Abstract: Patterns of deliberate human activity and behavior are of utmost importance in areas as diverse as disease spread, resource allocation, and emergency response. Because of its widespread availability and use, e-mail correspondence provides an attractive proxy for studying human activity. Recently, it was reported that the probability density for the inter-event time $\tau$ between consecutively sent e-mails decays asymptotically as $\tau^{-\alpha}$, with $\alpha \approx 1$. The slower than exponential decay of the inter-event time distribution suggests that deliberate human activity is inherently non-Poissonian. Here, we demonstrate that the approximate power-law scaling of the inter-event time distribution is a consequence of circadian and weekly cycles of human activity. We propose a cascading non-homogeneous Poisson process which explicitly integrates these periodic patterns in activity with an individual's tendency to continue participating in an activity. Using standard statistical techniques, we show that our model is consistent with the empirical data. Our findings may also provide insight into the origins of heavy-tailed distributions in other complex systems.

• The paper introduces a model that attributes heavy-tailed inter-event times in email communication to inherent daily and weekly cycles.
• The methodology employs a cascading non-homogeneous Poisson process with Monte Carlo testing to closely match extensive empirical data.
• The findings imply that integrating periodic behaviors simplifies modeling of human activities and improves predictive accuracy in communication patterns.

A Poissonian Explanation for Heavy Tails in Email Communication

The paper of human activity patterns through electronic records has provided deep insights into behavioral dynamics. The paper "A Poissonian explanation for heavy tails in e-mail communication" addresses the observed power-law distribution in inter-event times of email communication, suggesting it emerges from the intrinsic periodicity of human behavior—circadian and weekly cycles—rather than non-Poissonian deliberate actions. This paper revisits the assumptions on the origins of heavy-tailed distributions in human activities by proposing a model based on a non-homogeneous Poisson process.

Core Contributions and Methodology

The central hypothesis of this paper posits that the power-law scaling observed in email communication's inter-event time distribution is significantly influenced by external periodic factors—daily and weekly cycles—rather than purely individual decision-making processes. The researchers propose a cascading non-homogeneous Poisson process model to encapsulate these periodic patterns, integrating the tendency of individuals to continue activities once initiated.

1. Data and Analysis: The analysis relies on an extensive dataset comprising email records from a European university. The dataset includes temporal stamps, allowing precise modeling of inter-event times.

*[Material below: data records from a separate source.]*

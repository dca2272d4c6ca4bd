use async_trait::async_trait;
use reqwest::{Client, StatusCode};
use serde::{Deserialize, Serialize};
use serde_json::{Map, Value};
use thiserror::Error;
use tracing::{debug, info};

use crate::application::tooling::ToolSpec;
use crate::domain::types::{ChatMessage, MessageRole};

#[derive(Debug, Clone)]
pub struct ModelRequest {
    pub model: String,
    pub messages: Vec<ChatMessage>,
    pub stop: Vec<String>,
}

#[derive(Debug, Clone)]
pub struct ModelResponse {
    pub message: ChatMessage,
}

#[derive(Debug, Error)]
pub enum ModelError {
    #[error("network error: {0}")]
    Network(#[from] reqwest::Error),
    #[error("model provider returned invalid response: {0}")]
    InvalidResponse(String),
    #[error("model provider failed: {0}")]
    Backend(String),
}

impl ModelError {
    pub fn user_message(&self) -> String {
        match self {
            ModelError::Network(err) => {
                if err.is_connect() {
                    "Could not reach the model service. Make sure the Ollama server is running and reachable."
                        .to_string()
                } else if err.is_timeout() {
                    "The model request timed out. Try again shortly.".to_string()
                } else if let Some(status) = err.status() {
                    match status {
                        StatusCode::NOT_FOUND => {
                            "Model endpoint not found (404). Check that the server exposes /api/chat."
                                .to_string()
                        }
                        StatusCode::SERVICE_UNAVAILABLE | StatusCode::BAD_GATEWAY => {
                            "The model service is currently unavailable. Try again later.".to_string()
                        }
                        _ => format!(
                            "The model request failed with status {}. Try again later.",
                            status.as_u16()
                        ),
                    }
                } else {
                    "A network error occurred while contacting the model service.".to_string()
                }
            }
            ModelError::InvalidResponse(_) => {
                "The model service returned a response that could not be processed.".to_string()
            }
            ModelError::Backend(_) => {
                "The model backend reported a failure. Try again later.".to_string()
            }
        }
    }
}

/// Free-text planning backend: one prompt in, one reply out.
#[async_trait]
pub trait ModelProvider: Send + Sync {
    async fn invoke(&self, request: ModelRequest) -> Result<ModelResponse, ModelError>;
}

/// One entry of a native tool-calling trace, in the order the backend
/// produced it.
#[derive(Debug, Clone, PartialEq)]
pub enum TraceEvent {
    ToolCall {
        name: String,
        arguments: Map<String, Value>,
    },
    Assistant {
        content: String,
    },
}

#[derive(Debug, Clone)]
pub struct ToolRunRequest {
    pub input: String,
    pub tools: Vec<ToolSpec>,
    pub system_prompt: Option<String>,
}

/// Backend that drives the whole plan/act/observe cycle itself and reports
/// back a structured trace.
#[async_trait]
pub trait ToolCallingProvider: Send + Sync {
    async fn run_with_tools(&self, request: ToolRunRequest) -> Result<Vec<TraceEvent>, ModelError>;
}

#[derive(Clone)]
pub struct OllamaClient {
    http: Client,
    base_url: String,
}

impl OllamaClient {
    pub fn new(base_url: impl Into<String>) -> Self {
        Self::with_client(base_url, Client::new())
    }

    pub fn with_client(base_url: impl Into<String>, client: Client) -> Self {
        Self {
            http: client,
            base_url: base_url.into(),
        }
    }

    fn endpoint(&self, path: &str) -> String {
        let trimmed = self.base_url.trim_end_matches('/');
        let path = path.trim_start_matches('/');
        format!("{trimmed}/{path}")
    }
}

#[async_trait]
impl ModelProvider for OllamaClient {
    async fn invoke(&self, request: ModelRequest) -> Result<ModelResponse, ModelError> {
        let url = self.endpoint("/api/chat");
        let payload = OllamaChatRequest::from(&request);
        info!(
            model = request.model.as_str(),
            url = %url,
            messages = request.messages.len(),
            "Sending request to model provider"
        );
        let response: OllamaChatResponse = self
            .http
            .post(url)
            .json(&payload)
            .send()
            .await?
            .error_for_status()?
            .json()
            .await?;
        debug!("Received response from model provider");

        let message = response
            .message
            .ok_or_else(|| ModelError::InvalidResponse("missing message field".into()))?;

        let role = MessageRole::from_str(message.role.as_str())
            .ok_or_else(|| ModelError::InvalidResponse("unknown role in response".into()))?;

        Ok(ModelResponse {
            message: ChatMessage::new(role, message.content),
        })
    }
}

#[derive(Debug, Serialize)]
struct OllamaChatRequest {
    model: String,
    messages: Vec<OllamaChatMessage>,
    stream: bool,
    #[serde(skip_serializing_if = "Option::is_none")]
    options: Option<OllamaOptions>,
}

#[derive(Debug, Serialize)]
struct OllamaOptions {
    stop: Vec<String>,
}

impl From<&ModelRequest> for OllamaChatRequest {
    fn from(value: &ModelRequest) -> Self {
        Self {
            model: value.model.clone(),
            messages: value
                .messages
                .iter()
                .map(|msg| OllamaChatMessage {
                    role: msg.role.as_str().to_string(),
                    content: msg.content.clone(),
                })
                .collect(),
            stream: false,
            options: (!value.stop.is_empty()).then(|| OllamaOptions {
                stop: value.stop.clone(),
            }),
        }
    }
}

#[derive(Debug, Serialize, Deserialize)]
struct OllamaChatMessage {
    role: String,
    content: String,
}

#[derive(Debug, Deserialize)]
struct OllamaChatResponse {
    message: Option<OllamaChatMessage>,
}

#[cfg(test)]
mod tests {
    use super::*;

    #[test]
    fn endpoint_joins_paths_correctly() {
        let client = OllamaClient::new("http://localhost:11434/");
        assert_eq!(
            client.endpoint("/api/chat"),
            "http://localhost:11434/api/chat"
        );
    }

    #[test]
    fn request_conversion_preserves_roles_and_stop_sequences() {
        let request = ModelRequest {
            model: "gemma3:4b".into(),
            messages: vec![
                ChatMessage::new(MessageRole::System, "stay concise"),
                ChatMessage::new(MessageRole::User, "hi"),
            ],
            stop: vec!["Observation:".into()],
        };
        let payload = OllamaChatRequest::from(&request);
        let roles: Vec<_> = payload.messages.iter().map(|m| m.role.as_str()).collect();
        assert_eq!(roles, vec!["system", "user"]);
        assert_eq!(
            payload.options.expect("options present").stop,
            vec!["Observation:".to_string()]
        );
    }

    #[test]
    fn user_messages_stay_presentable() {
        let invalid = ModelError::InvalidResponse("missing message field".into());
        assert!(invalid.user_message().contains("could not be processed"));

        let backend = ModelError::Backend("executor crashed".into());
        assert!(backend.user_message().contains("model backend"));
    }

    #[test]
    fn empty_stop_list_omits_options() {
        let request = ModelRequest {
            model: "llama3".into(),
            messages: vec![ChatMessage::new(MessageRole::User, "hi")],
            stop: Vec::new(),
        };
        let payload = OllamaChatRequest::from(&request);
        assert!(payload.options.is_none());
    }
}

The model compares empirical data against standard statistical techniques to validate its consistency, using the non-homogeneous Poisson process, which modulates activity rates periodically.
2. Model Description: Unlike a homogeneous Poisson process, where events occur at a constant rate, the non-homogeneous Poisson process presented accounts for a variable rate dependent on the time of day and week. This aligns with observable human routines, which influence email activity patterns, leading to the noted power-law asymptotic behavior.
3. Statistical Approach: The application of Monte Carlo hypothesis testing and simulated annealing procedures aids in parameter estimation and model validation. This methodological rigor ensures the model's predictions align closely with real-world data patterns, revealing systematic deviations from truncated power-law models in the context of periodic patterns.

Findings and Implications

The research findings suggest that the periodicities of human behavior are sufficient to explain the heavy-tailed distributions seen in email communication, challenging interpretations that emphasize complex cognitive models of decision-making. This insight simplifies behavioral modeling by attributing statistical patterns to regular, external cycles.

1. Model Effectiveness: The proposed model showcases substantial agreement with empirical data, with only one out of 394 users showing significant deviation at the 5% significance level, compared to 344 users for the truncated power-law model. The convergence of empirical distributions towards the model predictions reinforces the hypothesis that circadian and weekly cycles significantly dictate email traffic patterns.
2. Broader Applications: Beyond email, this model's principles could apply to several human activities displaying similar heavy-tailed behavior, such as telephone calls and other regular communications, suggesting a broader applicability across different domains.
3. Theoretical Implications: The approach presents a simplified understanding of complex systems, advocating for models that incorporate essential periodic features over those requiring intensive rationalization of each action. This paradigm shift suggests reconsideration of underlying assumptions in models attributing activity patterns to intricate decision processes.
4. Future Research Directions: This paper opens avenues for expanded research into hierarchical activity models and further refinement of point process models to include multiple activities or to account for transitional dynamics in individual behavior patterns. Enhanced empirical evidence or real-time data collection strategies could further validate and enhance the robustness of such models.

In conclusion, this paper contributes a nuanced understanding of email communication patterns by leveraging external cyclic behaviors, thus providing a compelling alternative to traditional mechanistic explanations. Its insights pave the way for future explorations into the fundamental causes of behavioral regularities across varied human activities, advocating periodic-driven models in understanding complex systems.